Le SARS-CoV-2 infecte les cellules via une endocytose dépendante d'une cage fibreuse de clathrines (illustration)


Récemment, une équipe de chercheurs de l'hôpital Sainte-Anne à Paris a annoncé le lancement d'un essai, intitulé "reCoVery", qui vise à évaluer l'efficacité d'un traitement par chlorpromazine (LARGACTIL) dans le traitement de la COVID-19.
Quelles sont les raisons qui ont amené cette équipe à envisager l'usage du tout premier neuroleptique à avoir été prescrit (dès 1951) dans une infection encore inconnue il y a 6 mois ?

Chlorpromazine contre COVID-19 : les arguments épidémiologiques
L'équipe de Sainte-Anne décrit une discordance entre les pourcentages de personnes infectées par SARS-CoV-2 au sein de leur établissement : si 14 % des médecins et infirmiers ont été contaminés, seulement 4 % des patients l'ont été. Les auteurs signalent que des discordances similaires leur ont été rapportées d'autres établissements psychiatriques français, mais aussi italiens, espagnols et chinois.
La question s'est donc posée de savoir si un ou plusieurs médicaments psychotropes fréquemment prescrits pouvaient être à l'origine de cette moindre prévalence chez les patients. Du fait des informations accumulées depuis des années sur la chlorpromazine (voir ci-dessous), ils ont porté leur attention sur cette substance.
À remarquer que l'équipe de Sainte-Anne ne donne aucun élément de prévalence du tabagisme dans les populations susmentionnées, information pourtant importante du fait de la forte prévalence du tabagisme chez les patients psychiatriques (par exemple, les patients psychotiques seraient 3 à 4 fois plus nombreux à fumer que la population générale) et de la plus faible prévalence du tabagisme chez les soignants (entre 16 et 23 %, contre 28 % dans la population générale).
De plus, il est important de considérer la possibilité que le plus faible taux d'infection des patients reflète en partie un plus grand isolement social des patients psychiatriques.

Chlorpromazine contre COVID-19 : les arguments cytologiques
Pour infecter une cellule-cible, les virus à enveloppe (comme l'est SARS-CoV-2) ne fusionnent pas directement avec la membrane cellulaire.
Une fois fixé sur son récepteur-cible (ACE2), SARS-CoV-2 est enveloppé par la membrane cellulaire qui commence à former une vésicule. Celle-ci s'arrondit et se rigidifie grâce à l'agglomération d'une cage de protéines fibreuses (les clathrines), puis se sépare de la membrane cellulaire en se refermant progressivement (elle forme un col qui rétrécit et disparaît sous l'action d'une protéine qui "ferme le sac", la dynamine). L'ensemble du processus prend environ une minute.
Ensuite, la vésicule perd ses clathrines et fusionne avec un endosome.
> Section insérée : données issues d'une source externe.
//! fqp-norm library interface
//!
//! Normalization & quality pipeline for extracted filing facts: statement
//! classification, unit classification, label mapping and the stage-run
//! quality engine. Exposed as a library for the binary and for integration
//! tests.

pub mod api;
pub mod db;
pub mod error;
pub mod models;
pub mod services;
pub mod utils;
pub mod workflow;

pub use crate::error::{ApiError, ApiResult};

use axum::Router;
use chrono::{DateTime, Utc};
use sqlx::SqlitePool;

/// Application state shared across handlers
#[derive(Clone)]
pub struct AppState {
    pub db: SqlitePool,
    /// Service startup timestamp for uptime tracking
    pub startup_time: DateTime<Utc>,
}

impl AppState {
    pub fn new(db: SqlitePool) -> Self {
        Self {
            db,
            startup_time: Utc::now(),
        }
    }
}

/// Build application router
pub fn build_router(state: AppState) -> Router {
    Router::new()
        .merge(api::health_routes())
        .merge(api::review_routes())
        .layer(tower_http::trace::TraceLayer::new_for_http())
        .with_state(state)
}
//! Review actor endpoints
//!
//! Label cache decisions and unit review queue decisions. Only these
//! handlers move cache rows out of `PENDING_REVIEW`.

use axum::{
    body::Bytes,
    extract::{Path, Query, State},
    routing::{get, post},
    Json, Router,
};
use serde::de::DeserializeOwned;
use serde::{Deserialize, Serialize};
use tracing::info;

use crate::db::{label_cache, status_report, unit_reviews, StatusReport};
use crate::error::{ApiError, ApiResult};
use crate::models::{FigureCorrection, LabelMapping, MappingStatus, ReviewQueueStatus, UnitReviewRow};
use crate::AppState;

const DEFAULT_REVIEWER: &str = "api";
const DEFAULT_LIST_LIMIT: i64 = 200;

fn reviewer_name(reviewer: Option<String>) -> String {
    reviewer
        .map(|r| r.trim().to_string())
        .filter(|r| !r.is_empty())
        .unwrap_or_else(|| DEFAULT_REVIEWER.to_string())
}

/// Decode an optional JSON body; an empty body yields the defaults
fn optional_body<T: DeserializeOwned + Default>(body: &Bytes) -> ApiResult<T> {
    if body.iter().all(u8::is_ascii_whitespace) {
        return Ok(T::default());
    }
    serde_json::from_slice(body)
        .map_err(|e| ApiError::BadRequest(format!("Invalid request body: {}", e)))
}

fn required(field: &str, value: &str) -> ApiResult<String> {
    let value = value.trim();
    if value.is_empty() {
        return Err(ApiError::BadRequest(format!("'{}' must not be empty", field)));
    }
    Ok(value.to_string())
}

#[derive(Debug, Deserialize)]
pub struct LabelListQuery {
    /// Defaults to PENDING_REVIEW
    pub status: Option<String>,
    pub limit: Option<i64>,
}

#[derive(Debug, Serialize)]
pub struct LabelListResponse {
    pub count: usize,
    pub mappings: Vec<LabelMapping>,
}

#[derive(Debug, Deserialize)]
pub struct ApproveLabelRequest {
    pub raw_label: String,
    pub domain_category: String,
    /// Replaces the suggested canonical id
    pub edited_label: Option<String>,
    pub reviewer: Option<String>,
}

#[derive(Debug, Deserialize)]
pub struct RejectLabelRequest {
    pub raw_label: String,
    pub domain_category: String,
    pub reviewer: Option<String>,
}

#[derive(Debug, Serialize)]
pub struct DecisionResponse {
    pub status: &'static str,
}

/// GET /labels/pending
pub async fn list_labels(
    State(state): State<AppState>,
    Query(query): Query<LabelListQuery>,
) -> ApiResult<Json<LabelListResponse>> {
    let status = match query.status.as_deref() {
        None => Some(MappingStatus::PendingReview),
        Some(s) if s.eq_ignore_ascii_case("all") => None,
        Some(s) => Some(
            s.to_uppercase()
                .parse::<MappingStatus>()
                .map_err(ApiError::BadRequest)?,
        ),
    };
    let limit = query.limit.unwrap_or(DEFAULT_LIST_LIMIT).clamp(1, 10_000);

    let mappings = label_cache::list(&state.db, status, limit).await?;
    Ok(Json(LabelListResponse {
        count: mappings.len(),
        mappings,
    }))
}

/// POST /labels/approve
pub async fn approve_label(
    State(state): State<AppState>,
    Json(request): Json<ApproveLabelRequest>,
) -> ApiResult<Json<DecisionResponse>> {
    let raw_label = required("raw_label", &request.raw_label)?;
    let domain_category = required("domain_category", &request.domain_category)?;
    let edited = request
        .edited_label
        .as_deref()
        .map(str::trim)
        .filter(|l| !l.is_empty());
    let reviewer = reviewer_name(request.reviewer);

    if !label_cache::approve(&state.db, &raw_label, &domain_category, edited, &reviewer).await? {
        return Err(ApiError::NotFound(format!(
            "No cached mapping for '{}' in '{}'",
            raw_label, domain_category
        )));
    }

    info!(raw_label = %raw_label, domain_category = %domain_category, edited = edited.is_some(), reviewer = %reviewer, "Label mapping approved");
    Ok(Json(DecisionResponse { status: "APPROVED" }))
}

/// POST /labels/reject
pub async fn reject_label(
    State(state): State<AppState>,
    Json(request): Json<RejectLabelRequest>,
) -> ApiResult<Json<DecisionResponse>> {
    let raw_label = required("raw_label", &request.raw_label)?;
    let domain_category = required("domain_category", &request.domain_category)?;
    let reviewer = reviewer_name(request.reviewer);

    if !label_cache::reject(&state.db, &raw_label, &domain_category, &reviewer).await? {
        return Err(ApiError::NotFound(format!(
            "No cached mapping for '{}' in '{}'",
            raw_label, domain_category
        )));
    }

    info!(raw_label = %raw_label, domain_category = %domain_category, reviewer = %reviewer, "Label mapping rejected");
    Ok(Json(DecisionResponse { status: "REJECTED" }))
}

#[derive(Debug, Deserialize)]
pub struct UnitReviewListQuery {
    pub status: Option<String>,
}

#[derive(Debug, Deserialize, Default)]
pub struct ApproveUnitReviewRequest {
    pub reviewer: Option<String>,
    #[serde(default)]
    pub corrections: Option<Vec<FigureCorrection>>,
}

#[derive(Debug, Deserialize, Default)]
pub struct RejectUnitReviewRequest {
    pub reviewer: Option<String>,
}

#[derive(Debug, Serialize)]
pub struct RequeueResponse {
    pub status: &'static str,
    pub doc_id: i64,
}

/// GET /unit-reviews
pub async fn list_unit_reviews(
    State(state): State<AppState>,
    Query(query): Query<UnitReviewListQuery>,
) -> ApiResult<Json<Vec<UnitReviewRow>>> {
    let status = query
        .status
        .as_deref()
        .map(|s| s.to_uppercase().parse::<ReviewQueueStatus>())
        .transpose()
        .map_err(ApiError::BadRequest)?;

    Ok(Json(unit_reviews::list(&state.db, status).await?))
}

/// Load a queue row that must still await a decision
async fn pending_review(state: &AppState, id: i64) -> ApiResult<UnitReviewRow> {
    let row = unit_reviews::load(&state.db, id)
        .await?
        .ok_or_else(|| ApiError::NotFound(format!("Unit review {} not found", id)))?;
    if row.status != ReviewQueueStatus::PendingReview {
        return Err(ApiError::Conflict(format!(
            "Unit review {} is already {}",
            id,
            row.status.as_str()
        )));
    }
    Ok(row)
}

/// POST /unit-reviews/:id/approve
pub async fn approve_unit_review(
    State(state): State<AppState>,
    Path(id): Path<i64>,
    body: Bytes,
) -> ApiResult<Json<DecisionResponse>> {
    let request: ApproveUnitReviewRequest = optional_body(&body)?;
    pending_review(&state, id).await?;

    let reviewer = reviewer_name(request.reviewer);
    let corrections = request.corrections.as_deref();
    if let Some(corrections) = corrections {
        if let Some(blank) = corrections.iter().find(|c| c.label.trim().is_empty()) {
            return Err(ApiError::BadRequest(format!(
                "Correction without a label: {:?}",
                blank
            )));
        }
    }

    if !unit_reviews::approve(&state.db, id, &reviewer, corrections).await? {
        return Err(ApiError::Conflict(format!("Unit review {} changed concurrently", id)));
    }

    info!(review_id = id, reviewer = %reviewer, corrections = corrections.map_or(0, |c| c.len()), "Unit review approved");
    Ok(Json(DecisionResponse { status: "APPROVED" }))
}

/// POST /unit-reviews/:id/reject
pub async fn reject_unit_review(
    State(state): State<AppState>,
    Path(id): Path<i64>,
    body: Bytes,
) -> ApiResult<Json<DecisionResponse>> {
    let request: RejectUnitReviewRequest = optional_body(&body)?;
    pending_review(&state, id).await?;

    let reviewer = reviewer_name(request.reviewer);
    if !unit_reviews::reject(&state.db, id, &reviewer).await? {
        return Err(ApiError::Conflict(format!("Unit review {} changed concurrently", id)));
    }

    info!(review_id = id, reviewer = %reviewer, "Unit review rejected");
    Ok(Json(DecisionResponse { status: "REJECTED" }))
}

/// POST /unit-reviews/:id/requeue
pub async fn requeue_unit_review(
    State(state): State<AppState>,
    Path(id): Path<i64>,
) -> ApiResult<Json<RequeueResponse>> {
    let row = unit_reviews::load(&state.db, id)
        .await?
        .ok_or_else(|| ApiError::NotFound(format!("Unit review {} not found", id)))?;
    if row.status != ReviewQueueStatus::Rejected {
        return Err(ApiError::Conflict(format!(
            "Only rejected reviews can be requeued; {} is {}",
            id,
            row.status.as_str()
        )));
    }

    let doc_id = unit_reviews::requeue(&state.db, id)
        .await?
        .ok_or_else(|| ApiError::Conflict(format!("Unit review {} changed concurrently", id)))?;

    info!(review_id = id, doc_id, "Unit review requeued for discovery");
    Ok(Json(RequeueResponse {
        status: "REQUEUED",
        doc_id,
    }))
}

/// GET /status
pub async fn pipeline_status(State(state): State<AppState>) -> ApiResult<Json<StatusReport>> {
    Ok(Json(status_report(&state.db).await?))
}

/// Build review routes
pub fn review_routes() -> Router<AppState> {
    Router::new()
        .route("/labels/pending", get(list_labels))
        .route("/labels/approve", post(approve_label))
        .route("/labels/reject", post(reject_label))
        .route("/unit-reviews", get(list_unit_reviews))
        .route("/unit-reviews/:id/approve", post(approve_unit_review))
        .route("/unit-reviews/:id/reject", post(reject_unit_review))
        .route("/unit-reviews/:id/requeue", post(requeue_unit_review))
        .route("/status", get(pipeline_status))
}
//! Stage run persistence

use fqp_common::{Error, Result};
use sqlx::sqlite::SqliteRow;
use sqlx::{Row, Sqlite, SqliteExecutor, SqlitePool, Transaction};

use crate::db::documents::PARSED_OK;
use crate::models::{StageRun, StageState, StageStatus, STAGE_COUNT};

const SELECT_COLUMNS: &str = "SELECT run_id, doc_id, \
     stage_1_status, stage_2_status, stage_3_status, stage_4_status, stage_5_status, \
     stage_1_version, stage_2_version, stage_3_version, stage_4_version, stage_5_version, \
     failure_reason, details FROM stage_runs";

fn check_stage(stage: usize) -> Result<()> {
    if (1..=STAGE_COUNT).contains(&stage) {
        Ok(())
    } else {
        Err(Error::InvalidInput(format!("stage {} out of range", stage)))
    }
}

fn run_from_row(row: &SqliteRow) -> Result<StageRun> {
    let mut stages: [StageState; STAGE_COUNT] = Default::default();
    for (i, state) in stages.iter_mut().enumerate() {
        let status: String = row.try_get(format!("stage_{}_status", i + 1).as_str())?;
        state.status = StageStatus::from(status);
        state.version = row.try_get(format!("stage_{}_version", i + 1).as_str())?;
    }

    let details: Option<String> = row.try_get("details")?;

    Ok(StageRun {
        run_id: row.try_get("run_id")?,
        doc_id: row.try_get("doc_id")?,
        stages,
        failure_reason: row.try_get("failure_reason")?,
        details: details.as_deref().map(serde_json::from_str).transpose()?,
    })
}

/// Create a PENDING run for every parsed document that has none
pub async fn seed_missing(pool: &SqlitePool) -> Result<u64> {
    let result = sqlx::query(
        r#"
        INSERT OR IGNORE INTO stage_runs (doc_id)
        SELECT p.doc_id FROM parsed_documents p
        WHERE p.parse_status = ?
          AND NOT EXISTS (SELECT 1 FROM stage_runs r WHERE r.doc_id = p.doc_id)
        "#,
    )
    .bind(PARSED_OK)
    .execute(pool)
    .await?;

    Ok(result.rows_affected())
}

pub async fn load<'c>(executor: impl SqliteExecutor<'c>, doc_id: i64) -> Result<Option<StageRun>> {
    let sql = format!("{} WHERE doc_id = ?", SELECT_COLUMNS);
    let row = sqlx::query(&sql).bind(doc_id).fetch_optional(executor).await?;
    row.as_ref().map(run_from_row).transpose()
}

/// Runs whose document has passed label application
pub async fn list_label_approved(pool: &SqlitePool) -> Result<Vec<StageRun>> {
    let sql = format!(
        "{} WHERE doc_id IN (SELECT doc_id FROM staged_normalized_data \
         WHERE label_review_status = 'APPROVED') ORDER BY doc_id",
        SELECT_COLUMNS
    );
    let rows = sqlx::query(&sql).fetch_all(pool).await?;
    rows.iter().map(run_from_row).collect()
}

/// Outcome of one stage attempt
#[derive(Debug, Clone, PartialEq)]
pub struct StageOutcome {
    pub status: StageStatus,
    pub version: Option<String>,
    pub failure_reason: Option<String>,
    pub details: Option<serde_json::Value>,
}

/// Store a stage result if the stage still has the status it was read with
pub async fn record_outcome(
    pool: &SqlitePool,
    run_id: i64,
    stage: usize,
    expected: &StageStatus,
    outcome: &StageOutcome,
) -> Result<bool> {
    check_stage(stage)?;
    let details = outcome
        .details
        .as_ref()
        .map(serde_json::to_string)
        .transpose()?;

    let sql = format!(
        "UPDATE stage_runs \
         SET stage_{k}_status = ?, stage_{k}_version = ?, failure_reason = ?, details = ?, \
             last_updated_at = CURRENT_TIMESTAMP \
         WHERE run_id = ? AND stage_{k}_status = ?",
        k = stage
    );
    let result = sqlx::query(&sql)
        .bind(outcome.status.as_str())
        .bind(outcome.version.as_deref())
        .bind(outcome.failure_reason.as_deref())
        .bind(details)
        .bind(run_id)
        .bind(expected.as_str())
        .execute(pool)
        .await?;

    Ok(result.rows_affected() == 1)
}

/// Reset stage `stage` and every later stage where `stage` passed at a
/// version other than `current_version`
pub async fn reset_drifted_from(
    tx: &mut Transaction<'_, Sqlite>,
    stage: usize,
    current_version: &str,
) -> Result<u64> {
    check_stage(stage)?;

    let resets = (stage..=STAGE_COUNT)
        .map(|k| format!("stage_{k}_status = 'PENDING', stage_{k}_version = NULL"))
        .collect::<Vec<_>>()
        .join(", ");

    let sql = format!(
        "UPDATE stage_runs \
         SET {resets}, failure_reason = ?, details = NULL, last_updated_at = CURRENT_TIMESTAMP \
         WHERE stage_{stage}_status = 'PASSED' \
           AND (stage_{stage}_version IS NULL OR stage_{stage}_version != ?)"
    );
    let reason = format!(
        "Resetting due to new Stage {} version '{}'",
        stage, current_version
    );

    let result = sqlx::query(&sql)
        .bind(reason)
        .bind(current_version)
        .execute(&mut **tx)
        .await?;

    Ok(result.rows_affected())
}
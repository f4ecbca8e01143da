//! Bounded exponential backoff with cancellable waits

use fqp_common::config::OracleConfig;
use std::future::Future;
use std::time::Duration;
use tokio_util::sync::CancellationToken;

/// Errors that know whether another attempt could succeed
pub trait Retryable {
    fn is_retryable(&self) -> bool;

    /// Error returned when the wait between attempts is cancelled
    fn cancelled() -> Self;
}

#[derive(Debug, Clone, PartialEq, Eq)]
pub struct BackoffPolicy {
    pub max_attempts: u32,
    pub initial_delay: Duration,
    pub max_delay: Duration,
}

impl Default for BackoffPolicy {
    fn default() -> Self {
        Self {
            max_attempts: 3,
            initial_delay: Duration::from_secs(5),
            max_delay: Duration::from_secs(60),
        }
    }
}

impl BackoffPolicy {
    pub fn from_config(config: &OracleConfig) -> Self {
        Self {
            max_attempts: config.max_attempts.max(1),
            initial_delay: Duration::from_millis(config.initial_backoff_ms),
            max_delay: Duration::from_millis(config.max_backoff_ms),
        }
    }

    /// Delay after failed attempt `attempt` (1-based): initial * 2^(attempt-1)
    pub fn delay_for(&self, attempt: u32) -> Duration {
        let exponent = attempt.saturating_sub(1).min(16);
        self.initial_delay
            .saturating_mul(1u32 << exponent)
            .min(self.max_delay)
    }

    /// Run `operation` until it succeeds, fails hard, or attempts run out
    ///
    /// The last error is returned once attempts are exhausted. Cancelling
    /// `cancel` aborts the pending wait.
    pub async fn retry<T, E, F, Fut>(
        &self,
        operation_name: &str,
        cancel: &CancellationToken,
        mut operation: F,
    ) -> Result<T, E>
    where
        E: Retryable + std::fmt::Display,
        F: FnMut() -> Fut,
        Fut: Future<Output = Result<T, E>>,
    {
        let mut attempt = 1;
        loop {
            if cancel.is_cancelled() {
                return Err(E::cancelled());
            }

            let err = match operation().await {
                Ok(value) => return Ok(value),
                Err(err) => err,
            };

            if !err.is_retryable() || attempt >= self.max_attempts {
                return Err(err);
            }

            let delay = self.delay_for(attempt);
            tracing::warn!(
                operation = operation_name,
                attempt,
                backoff_ms = delay.as_millis() as u64,
                error = %err,
                "Attempt failed, backing off"
            );

            tokio::select! {
                _ = tokio::time::sleep(delay) => {}
                _ = cancel.cancelled() => return Err(E::cancelled()),
            }
            attempt += 1;
        }
    }
}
Sous l'action d'une protéase de la membrane, TMPRSS2, la protéine S de SARS-CoV-2 est scindée en deux, la sous-unité S2 apparaît et, grâce à elle, le virus fusionne avec la paroi de l'endosome. SARS-CoV-2 peut ainsi échapper à l'action lytique des lysosomes et installer son matériel génétique au sein de la cellule cible.
Ce mode de pénétration, dit "dépendant des clathrines et de la dynamine", est également observé avec SARS-CoV-1, MERS-CoV, FIP-CoV (le virus de la péritonite infectieuse du chat), mais aussi avec le virus de l'hépatite C ou le virus Influenza A.
On sait depuis la fin des années 1970 que certains neuroleptiques dérivés de la phénothiazine, comme la chlorpromazine, sont capables d'inhiber les mécanismes d'endocytose. Des travaux plus récents ont montré que ces substances agissent particulièrement sur l'endocytose dépendante des clathrines grâce à une action inhibitrice de la dynamine.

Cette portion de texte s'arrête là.